Lamberton Township is one of the twenty-six townships of Redwood County, Minnesota, United States. The population was 235 at the 2000 census.

Lamberton Township was organized in 1874, and named for Henry Wilson Lamberton.

==Geography==
According to the United States Census Bureau, the township has a total area of 35.4 sqmi, of which 35.4 sqmi is land and 0.04 sqmi (0.06%) is water.

The city of Lamberton is located in Lamberton Township.

==Demographics==
As of the census of 2000, there were 235 people, 83 households, and 65 families residing in the township. The population density was 6.6 PD/sqmi. There were 88 housing units at an average density of 2.5 /sqmi. The racial makeup of the township was 100.00% White.

There were 83 households, out of which 37.3% had children under the age of 18 living with them, 73.5% were married couples living together, and 20.5% were non-families. 16.9% of all households were made up of individuals, and 3.6% had someone living alone who was 65 years of age or older. The average household size was 2.83 and the average family size was 3.21.

In the township the population was spread out, with 31.5% under the age of 18, 4.3% from 18 to 24, 26.8% from 25 to 44, 24.3% from 45 to 64, and 13.2% who were 65 years of age or older. The median age was 37 years. For every 100 females, there were 117.6 males. For every 100 females age 18 and over, there were 130.0 males.

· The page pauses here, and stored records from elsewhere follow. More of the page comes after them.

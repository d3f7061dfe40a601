use axum::{
    http::StatusCode,
    response::{IntoResponse, Response},
    Json,
};
use serde::Serialize;
use utoipa::ToSchema;

use crate::importer::ImportError;
use crate::storage::StorageError;

pub enum ApiError {
    Import(ImportError),
    InvalidId(String),
    NotFound,
    Storage(StorageError),
    Internal(String),
}

impl From<ImportError> for ApiError {
    fn from(e: ImportError) -> Self {
        ApiError::Import(e)
    }
}

impl From<StorageError> for ApiError {
    fn from(e: StorageError) -> Self {
        match e {
            StorageError::NotFound(_) => ApiError::NotFound,
            StorageError::InvalidId(id) => ApiError::InvalidId(id),
            _ => ApiError::Storage(e),
        }
    }
}

impl IntoResponse for ApiError {
    fn into_response(self) -> Response {
        match self {
            ApiError::Import(e) => (
                StatusCode::BAD_REQUEST,
                Json(ErrorResponse::with_message("import_failed", &e.to_string())),
            )
                .into_response(),
            ApiError::InvalidId(id) => (
                StatusCode::BAD_REQUEST,
                Json(ErrorResponse::with_message("invalid_flight_id", &id)),
            )
                .into_response(),
            ApiError::NotFound => (
                StatusCode::NOT_FOUND,
                Json(ErrorResponse::new("flight_not_found")),
            )
                .into_response(),
            ApiError::Storage(e) => {
                log::error!("Storage failure: {}", e);
                (
                    StatusCode::INTERNAL_SERVER_ERROR,
                    Json(ErrorResponse::with_message("storage_error", &e.to_string())),
                )
                    .into_response()
            }
            ApiError::Internal(msg) => {
                log::error!("Internal failure: {}", msg);
                (
                    StatusCode::INTERNAL_SERVER_ERROR,
                    Json(ErrorResponse::with_message("internal_error", &msg)),
                )
                    .into_response()
            }
        }
    }
}

pub type ApiResult<T> = Result<T, ApiError>;

#[derive(Debug, Serialize, ToSchema)]
pub struct ErrorResponse {
    pub error: String,
    #[serde(skip_serializing_if = "Option::is_none")]
    pub message: Option<String>,
}

impl ErrorResponse {
    pub fn new(error: &str) -> Self {
        ErrorResponse {
            error: error.to_string(),
            message: None,
        }
    }

    pub fn with_message(error: &str, message: &str) -> Self {
        ErrorResponse {
            error: error.to_string(),
            message: Some(message.to_string()),
        }
    }
}
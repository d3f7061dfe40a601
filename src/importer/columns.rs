use csv::StringRecord;
use serde::Deserialize;
use std::fmt;

use super::error::ImportError;

const FIELD_COUNT: usize = 6;

/// Telemetry fields every flight log must carry.
#[derive(Debug, Clone, Copy, PartialEq, Eq, Hash)]
pub enum Field {
    FlyTime,
    Latitude,
    Longitude,
    AltitudeFt,
    SpeedMph,
    BatteryPercent,
}

impl Field {
    pub const ALL: [Field; FIELD_COUNT] = [
        Field::FlyTime,
        Field::Latitude,
        Field::Longitude,
        Field::AltitudeFt,
        Field::SpeedMph,
        Field::BatteryPercent,
    ];

    pub fn name(&self) -> &'static str {
        match self {
            Field::FlyTime => "fly_time",
            Field::Latitude => "latitude",
            Field::Longitude => "longitude",
            Field::AltitudeFt => "altitude_ft",
            Field::SpeedMph => "speed_mph",
            Field::BatteryPercent => "battery_percent",
        }
    }

    /// Header written by the DJI log converters.
    pub fn default_header(&self) -> &'static str {
        match self {
            Field::FlyTime => "OSD.flyTime [s]",
            Field::Latitude => "OSD.latitude",
            Field::Longitude => "OSD.longitude",
            Field::AltitudeFt => "OSD.altitude [ft]",
            Field::SpeedMph => "OSD.hSpeed [MPH]",
            Field::BatteryPercent => "BATTERY.chargeLevel",
        }
    }
}

impl fmt::Display for Field {
    fn fmt(&self, f: &mut fmt::Formatter<'_>) -> fmt::Result {
        f.write_str(self.name())
    }
}

/// Accepted header names per field, tried in order.
#[derive(Debug, Clone, PartialEq, Deserialize)]
#[serde(default)]
pub struct ColumnAliases {
    pub fly_time: Vec<String>,
    pub latitude: Vec<String>,
    pub longitude: Vec<String>,
    pub altitude_ft: Vec<String>,
    pub speed_mph: Vec<String>,
    pub battery_percent: Vec<String>,
}

impl Default for ColumnAliases {
    fn default() -> Self {
        let header = |field: Field| vec![field.default_header().to_string()];
        Self {
            fly_time: header(Field::FlyTime),
            latitude: header(Field::Latitude),
            longitude: header(Field::Longitude),
            altitude_ft: header(Field::AltitudeFt),
            speed_mph: header(Field::SpeedMph),
            battery_percent: header(Field::BatteryPercent),
        }
    }
}

impl ColumnAliases {
    pub fn for_field(&self, field: Field) -> &[String] {
        match field {
            Field::FlyTime => &self.fly_time,
            Field::Latitude => &self.latitude,
            Field::Longitude => &self.longitude,
            Field::AltitudeFt => &self.altitude_ft,
            Field::SpeedMph => &self.speed_mph,
            Field::BatteryPercent => &self.battery_percent,
        }
    }
}

/// Position of each required field in the header row.
#[derive(Debug, Clone, Copy, PartialEq, Eq)]
pub struct ColumnMap {
    indices: [usize; FIELD_COUNT],
}

impl ColumnMap {
    pub fn resolve(headers: &StringRecord, aliases: &ColumnAliases) -> Result<Self, ImportError> {
        let normalized: Vec<String> = headers.iter().map(normalize).collect();

        let mut indices = [0; FIELD_COUNT];
        let mut missing = Vec::new();

        for field in Field::ALL {
            let position = aliases
                .for_field(field)
                .iter()
                .map(|alias| normalize(alias))
                .find_map(|alias| normalized.iter().position(|h| *h == alias));

            match position {
                Some(idx) => indices[field as usize] = idx,
                None => missing.push(field),
            }
        }

        if !missing.is_empty() {
            return Err(ImportError::HeaderMismatch { missing });
        }

        Ok(ColumnMap { indices })
    }

    pub fn index(&self, field: Field) -> usize {
        self.indices[field as usize]
    }
}

fn normalize(name: &str) -> String {
    name.trim().to_lowercase()
}
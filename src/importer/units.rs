pub const METERS_PER_FOOT: f64 = 0.3048;
pub const MPS_PER_MPH: f64 = 0.44704;

pub fn feet_to_meters(feet: f64) -> f64 {
    feet * METERS_PER_FOOT
}

pub fn mph_to_mps(mph: f64) -> f64 {
    mph * MPS_PER_MPH
}
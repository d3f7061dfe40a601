/// Mean Earth radius in meters
pub const EARTH_RADIUS_M: f64 = 6_371_000.0;

/// Great-circle distance in meters between two WGS84 positions given in degrees.
pub fn haversine_m(lat1: f64, lon1: f64, lat2: f64, lon2: f64) -> f64 {
    let d_lat = (lat2 - lat1).to_radians();
    let d_lon = (lon2 - lon1).to_radians();

    let a = (d_lat / 2.0).sin().powi(2)
        + lat1.to_radians().cos() * lat2.to_radians().cos() * (d_lon / 2.0).sin().powi(2);

    // rounding can push a a hair above 1 for antipodal points
    2.0 * EARTH_RADIUS_M * a.sqrt().min(1.0).asin()
}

The median income for a household in the township was $34,286, and the median income for a family was $41,667. Males had a median income of $27,857 versus $18,750 for females. The per capita income for the township was $15,914. About 5.7% of families and 7.3% of the population were below the poverty line, including 9.0% of those under the age of 18 and none of those 65 or over.